Stored data:
----------

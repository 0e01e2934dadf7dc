use crate::task::{ArtifactRef, ProtocolBinding};
use chrono::{DateTime, Utc};
use serde::{Deserialize, Serialize};
use std::collections::BTreeMap;
use uuid::Uuid;

/// One immutable version of a session record.
///
/// Sessions are never mutated in place: each significant change writes a new
/// version whose `version` is exactly one more than the previous one.
#[derive(Debug, Clone, PartialEq, Serialize, Deserialize)]
pub struct SessionVersion {
    /// Session id shared by every version.
    pub session_id: Uuid,
    /// 1-based, strictly increasing per session.
    pub version: u64,
    /// Protocol the chain of work originated in.
    pub origin: ProtocolBinding,
    /// Protocol on the far side of the gateway, when crossed.
    #[serde(default)]
    pub destination: Option<ProtocolBinding>,
    /// Parent session for re-planned or spawned work.
    #[serde(default)]
    pub parent: Option<Uuid>,
    /// Tasks created inside this session, in creation order.
    #[serde(default)]
    pub task_ids: Vec<Uuid>,
    /// Artifact references collected so far, in production order.
    #[serde(default)]
    pub artifacts: Vec<ArtifactRef>,
    /// Progress markers.
    #[serde(default)]
    pub markers: BTreeMap<String, serde_json::Value>,
    /// Task id assigned by the external protocol, once known.
    #[serde(default)]
    pub external_task_id: Option<String>,
    /// When this version was written.
    pub recorded_at: DateTime<Utc>,
}

impl SessionVersion {
    /// First version of a new session.
    pub fn initial(origin: ProtocolBinding, parent: Option<Uuid>) -> Self {
        Self {
            session_id: Uuid::new_v4(),
            version: 1,
            origin,
            destination: None,
            parent,
            task_ids: Vec::new(),
            artifacts: Vec::new(),
            markers: BTreeMap::new(),
            external_task_id: None,
            recorded_at: Utc::now(),
        }
    }

    /// Copy of this version with the version number bumped, ready to be
    /// modified and appended.
    pub fn next(&self) -> Self {
        let mut next = self.clone();
        next.version = self.version + 1;
        next.recorded_at = Utc::now();
        next
    }

    /// Sets a progress marker.
    pub fn with_marker(mut self, key: impl Into<String>, value: serde_json::Value) -> Self {
        self.markers.insert(key.into(), value);
        self
    }
}

/// Direction of a protocol handoff.
#[derive(Debug, Clone, Copy, PartialEq, Eq, Hash, Serialize, Deserialize)]
#[serde(rename_all = "snake_case")]
pub enum TranslationDirection {
    /// Internal dispatch translated into an external task.
    InternalToExternal,
    /// External task translated into an internal dispatch.
    ExternalToInternal,
}

impl std::fmt::Display for TranslationDirection {
    fn fmt(&self, f: &mut std::fmt::Formatter<'_>) -> std::fmt::Result {
        match self {
            TranslationDirection::InternalToExternal => write!(f, "internal_to_external"),
            TranslationDirection::ExternalToInternal => write!(f, "external_to_internal"),
        }
    }
}

/// Links the origin and destination representations of one handoff.
#[derive(Debug, Clone, PartialEq, Serialize, Deserialize)]
pub struct TranslationRecord {
    /// Record id.
    pub id: Uuid,
    /// Session the handoff belongs to.
    pub session_id: Uuid,
    /// Task that crossed the gateway.
    pub task_id: Uuid,
    /// Handoff direction.
    pub direction: TranslationDirection,
    /// sha256 of the canonical source representation.
    pub source_digest: String,
    /// sha256 of the canonical destination representation.
    pub destination_digest: String,
    /// Destination representation as sent.
    pub destination_payload: serde_json::Value,
    /// When the handoff was recorded.
    pub created_at: DateTime<Utc>,
}

#[cfg(test)]
mod tests {
    use super::*;

    #[test]
    fn test_next_version_increments() {
        let v1 = SessionVersion::initial(ProtocolBinding::Internal, None);
        let v2 = v1.next().with_marker("stage", serde_json::json!("dispatched"));
        assert_eq!(v2.session_id, v1.session_id);
        assert_eq!(v2.version, 2);
        assert_eq!(v1.markers.len(), 0);
        assert_eq!(v2.markers["stage"], "dispatched");
    }
}
impl TaskFilter {
    /// Filter on a set of states.
    pub fn in_states(states: impl IntoIterator<Item = TaskState>) -> Self {
        Self {
            states: states.into_iter().collect(),
            ..Self::default()
        }
    }

    fn matches(&self, task: &Task) -> bool {
        (self.states.is_empty() || self.states.contains(&task.state))
            && self.to_agent.as_ref().map_or(true, |a| *a == task.to_agent)
            && self.from_agent.as_ref().map_or(true, |a| *a == task.from_agent)
            && self.task_type.as_ref().map_or(true, |t| *t == task.task_type)
            && self.session_id.map_or(true, |s| s == task.session_id)
            && self.created_before.map_or(true, |t| task.created_at < t)
            && self.deadline_before.map_or(true, |t| task.deadline < t)
    }
}

struct TaskSlot {
    snapshot: RwLock<Arc<Task>>,
    /// Held for the whole read-validate-apply sequence; owns the history.
    writer: Mutex<Vec<TransitionRecord>>,
}

struct ArchivedTask {
    task: Arc<Task>,
    history: Vec<TransitionRecord>,
}

/// The authoritative store of tasks and their lifecycle.
///
/// Each task has exactly one writer at a time. Readers take a cloned
/// `Arc<Task>` snapshot and are never blocked by a writer's validation.
pub struct TaskLedger {
    slots: DashMap<Uuid, Arc<TaskSlot>>,
    archive: DashMap<Uuid, ArchivedTask>,
    events: broadcast::Sender<TransitionRecord>,
}

impl TaskLedger {
    /// Creates an empty ledger.
    pub fn new() -> Self {
        let (events, _) = broadcast::channel(EVENT_CAPACITY);
        Self {
            slots: DashMap::new(),
            archive: DashMap::new(),
            events,
        }
    }

    /// Inserts a new task in `pending` and returns its id.
    pub fn create(&self, task: Task) -> BatonResult<Uuid> {
        if task.state != TaskState::Pending {
            return Err(BatonError::Protocol(format!(
                "task {} must be created in pending, got {}",
                task.id, task.state
            )));
        }
        let id = task.id;
        if self.archive.contains_key(&id) {
            return Err(BatonError::Protocol(format!("task {id} already exists")));
        }
        let Entry::Vacant(vacant) = self.slots.entry(id) else {
            return Err(BatonError::Protocol(format!("task {id} already exists")));
        };

        info!(
            task_id = %id,
            to_agent = %task.to_agent,
            task_type = %task.task_type,
            priority = %task.priority,
            protocol = %task.protocol,
            "Ledger: task created"
        );
        vacant.insert(Arc::new(TaskSlot {
            snapshot: RwLock::new(Arc::new(task)),
            writer: Mutex::new(Vec::new()),
        }));
        Ok(id)
    }

    /// Applies `from -> to` if `to` is in the lifecycle table for `from` and
    /// the task is currently in `from`.
    pub fn transition(
        &self,
        id: Uuid,
        from: TaskState,
        to: TaskState,
        payload: TransitionPayload,
    ) -> BatonResult<Arc<Task>> {
        if to == TaskState::Failed && payload.error.as_ref().map_or(true, TaskError::is_empty) {
            return Err(BatonError::Protocol(format!(
                "transition of task {id} to failed requires an error payload"
            )));
        }
        let reason = payload.error.as_ref().map(|e| e.reason);
        self.apply(id, from, to, payload, false, reason)
    }

    /// Fails a non-terminal task regardless of the lifecycle table.
    ///
    /// Only reasons accepted by [`FailureReason::may_force`] are allowed.
    pub fn force_fail(
        &self,
        id: Uuid,
        from: TaskState,
        error: TaskError,
    ) -> BatonResult<Arc<Task>> {
        if !error.reason.may_force() {
            return Err(BatonError::Protocol(format!(
                "reason {} cannot force-fail task {id}",
                error.reason
            )));
        }
        if error.is_empty() {
            return Err(BatonError::Protocol(format!(
                "forced failure of task {id} requires an error message"
            )));
        }
        let reason = Some(error.reason);
        self.apply(
            id,
            from,
            TaskState::Failed,
            TransitionPayload::failure(error),
            true,
            reason,
        )
    }

    fn apply(
        &self,
        id: Uuid,
        from: TaskState,
        to: TaskState,
        payload: TransitionPayload,
        forced: bool,
        reason: Option<FailureReason>,
    ) -> BatonResult<Arc<Task>> {
        let slot = self.slot(id)?;
        let mut history = slot.writer.lock();
        let current = slot.snapshot.read().clone();

        let allowed = if forced {
            !current.state.is_terminal()
        } else {
            from.can_transition_to(to)
        };
        if current.state != from || !allowed {
            debug!(
                task_id = %id,
                from = %from,
                to = %to,
                current = %current.state,
                forced,
                "Ledger: transition rejected"
            );
            return Err(BatonError::InvalidTransition {
                task_id: id,
                from,
                to,
                current: current.state,
            });
        }

        let now = Utc::now();
        let mut next = (*current).clone();
        next.state = to;
        next.updated_at = now;
        if let Some(result) = payload.result {
            next.result = Some(result);
        }
        if let Some(error) = payload.error {
            next.error = Some(error);
        }
        next.artifacts.extend(payload.artifacts);
        if let Some(external_id) = payload.external_id {
            next.external_id = Some(external_id);
        }

        let record = TransitionRecord {
            task_id: id,
            seq: history.len() as u32 + 1,
            from,
            to,
            forced,
            reason,
            at: now,
        };
        history.push(record.clone());

        let next = Arc::new(next);
        *slot.snapshot.write() = next.clone();
        drop(history);

        if forced {
            warn!(task_id = %id, from = %from, reason = ?reason, "Ledger: task force-failed");
        } else {
            info!(task_id = %id, from = %from, to = %to, "Ledger: transition applied");
        }
        let _ = self.events.send(record);
        Ok(next)
    }

    /// Records an external protocol id without changing state.
    pub fn set_external_id(&self, id: Uuid, external_id: impl Into<String>) -> BatonResult<()> {
        let slot = self.slot(id)?;
        let _writer = slot.writer.lock();
        let mut next = (**slot.snapshot.read()).clone();
        next.external_id = Some(external_id.into());
        *slot.snapshot.write() = Arc::new(next);
        Ok(())
    }

    /// Current snapshot of a task, falling back to the archive.
    pub fn get(&self, id: Uuid) -> BatonResult<Arc<Task>> {
        if let Some(slot) = self.slots.get(&id) {
            return Ok(slot.snapshot.read().clone());
        }
        self.get_archived(id)
    }

    /// Snapshot of an archived task.
    pub fn get_archived(&self, id: Uuid) -> BatonResult<Arc<Task>> {
        self.archive
            .get(&id)
            .map(|a| a.task.clone())
            .ok_or(BatonError::TaskNotFound(id))
    }

    /// Ordered transition history of a live or archived task.
    pub fn history(&self, id: Uuid) -> BatonResult<Vec<TransitionRecord>> {
        if let Some(slot) = self.slots.get(&id) {
            return Ok(slot.writer.lock().clone());
        }
        self.archive
            .get(&id)
            .map(|a| a.history.clone())
            .ok_or(BatonError::TaskNotFound(id))
    }

    /// Live tasks matching `filter`, oldest first.
    pub fn query(&self, filter: &TaskFilter) -> Vec<Arc<Task>> {
        let mut tasks: Vec<Arc<Task>> = self
            .slots
            .iter()
            .map(|entry| entry.snapshot.read().clone())
            .filter(|task| filter.matches(task))
            .collect();
        tasks.sort_by_key(|t| (t.created_at, t.id));
        if let Some(limit) = filter.limit {
            tasks.truncate(limit);
        }
        tasks
    }

    /// Moves terminal tasks last updated more than `retention` ago into the
    /// archive. Returns the number archived.
    pub fn archive_terminal(&self, retention: Duration) -> usize {
        let cutoff = Utc::now() - retention;
        let candidates: Vec<Uuid> = self
            .slots
            .iter()
            .filter(|entry| {
                let task = entry.snapshot.read();
                task.state.is_terminal() && task.updated_at < cutoff
            })
            .map(|entry| *entry.key())
            .collect();

        let mut archived = 0;
        for id in candidates {
            if let Some((_, slot)) = self.slots.remove(&id) {
                let history = slot.writer.lock().clone();
                let task = slot.snapshot.read().clone();
                self.archive.insert(id, ArchivedTask { task, history });
                archived += 1;
            }
        }
        if archived > 0 {
            info!(archived, "Ledger: terminal tasks archived");
        }
        archived
    }

    /// Subscribes to accepted transitions.
    pub fn subscribe(&self) -> broadcast::Receiver<TransitionRecord> {
        self.events.subscribe()
    }

    /// Live task counts keyed by state name. Every state is present.
    pub fn counts_by_state(&self) -> BTreeMap<String, usize> {
        let mut counts: BTreeMap<String, usize> = TaskState::ALL
            .into_iter()
            .map(|s| (s.as_str().to_string(), 0))
            .collect();
        for entry in &self.slots {
            let state = entry.snapshot.read().state;
            *counts.entry(state.as_str().to_string()).or_default() += 1;
        }
        counts
    }

    /// Number of live tasks.
    pub fn len(&self) -> usize {
        self.slots.len()
    }

    /// Whether the ledger holds no live tasks.
    pub fn is_empty(&self) -> bool {
        self.slots.is_empty()
    }

    /// Number of archived tasks.
    pub fn archived_len(&self) -> usize {
        self.archive.len()
    }

    fn slot(&self, id: Uuid) -> BatonResult<Arc<TaskSlot>> {
        if let Some(slot) = self.slots.get(&id) {
            return Ok(Arc::clone(slot.value()));
        }
        if let Some(archived) = self.archive.get(&id) {
            return Err(BatonError::InvalidTransition {
                task_id: id,
                from: archived.task.state,
                to: archived.task.state,
                current: archived.task.state,
            });
        }
        Err(BatonError::TaskNotFound(id))
    }
}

----------

Activity:
Among the entries above, copy exactly only the lines starting with the one containing "set of states." and going through the one containing "self.to_agent.as_ref().map_or(true, |a| *a == task.to_agent)", both ends included.

Solution to this exercise:
    /// Filter on a set of states.
    pub fn in_states(states: impl IntoIterator<Item = TaskState>) -> Self {
        Self {
            states: states.into_iter().collect(),
            ..Self::default()
        }
    }

    fn matches(&self, task: &Task) -> bool {
        (self.states.is_empty() || self.states.contains(&task.state))
            && self.to_agent.as_ref().map_or(true, |a| *a == task.to_agent)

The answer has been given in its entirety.